Forum Message from the Dean
The Challenge of Wearable Medical Devices
We live in the age of digital medicine. Newspapers, magazines, and even professional health journals are thick with stories about how wearable devices, such as the Apple Watch and Fitbit, will revolutionize health care by providing real-time health monitoring.
Imagine being able to screen for the two most common causes of death in industrialized countries — heart disease and cancer — by checking your lipid profile or a panel of cancer markers whenever you want. Talk about health vigilance.
What the Silicon Valley wizards developing these products won’t tell you is that it remains unproven whether continuous digital monitoring will be able to identify serious health problems early, while a cure is still possible.
I don’t want to pour cold water on the concept of technology improving health. But as we move toward widespread use of instant data feeds from wearable devices, we must guard against the profoundly unscientific yet seemingly unavoidable tendency to cast all advancements as fountain-of-youth discoveries, while neglecting the inevitable trade-offs they bring.
Real-time monitoring is often pitched as creating a “new era in health care” — a perspective that ignores the fact that this experiment has, in some cases, already been run. Take continuous blood pressure (BP) monitoring. Decades ago, expert panels assembled by the American Heart Association proposed that continuous BP monitoring would make for more effective treatment of hypertension. The research showed that not to be the case. For people with diabetes, frequent blood sugar monitoring (and treatment with insulin-lowering drugs) has been a happier story. But the ability to capitalize on minute-by-minute blood glucose monitoring will only occur with widespread use of implanted “artificial pancreas” devices, many of which are still in development.
Techno-utopians also give the impression that their gadgets are magic bullets all by themselves. Putting aside significant questions regarding the accuracy of at-home devices, each single reading — your pulse rate, BP, glucose levels — is highly dependent on everything from your genes to your lifestyle to your ever-changing environment. It will likely be decades before the influence of all of these factors on health will be understood, even in this era of big data, artificial intelligence, and machine learning.
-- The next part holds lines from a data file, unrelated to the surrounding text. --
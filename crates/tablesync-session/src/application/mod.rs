//! Application layer: registry, per-session actors, fan-out and the
//! supervisor that wires them to the wire protocol.

pub mod dispatcher;
pub mod registry;
pub mod rooms;
pub mod supervisor;

mod actor;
As with most new technologies in medicine, these devices will not replace the expertise of physicians and other health care providers, but rather accentuate it. First, providers will digest your health data and compare it with information now available at lightning-speed from medical research. Second, and more importantly, only experienced clinicians can evaluate these data in the context of their experience to give you their best opinion on how to proceed. Most times, as a physician, there is no single answer to the question, “what should I do now?”
Finding the proper response will only become harder because individual data, along with the rise of genomics and sophisticated new diagnostic tools, are already revealing subtle but significant variations in the biology and chemistry of every person, further making diagnosis and treatment decisions more complicated.
As physicians wrestle with the intellectual challenges of processing these new mountains of information, they will also have to sharpen their soft skills to communicate more openly and effectively with patients who are empowered by the same new technologies. In the age of real-time monitoring, physicians are not just caregivers but also care partners.
Marschall S. Runge, M.D., Ph.D.
Dean, Medical School
Executive Vice President for Medical Affairs, U-M
CEO, Michigan Medicine
Member of the Board of Directors, Eli Lilly and Co.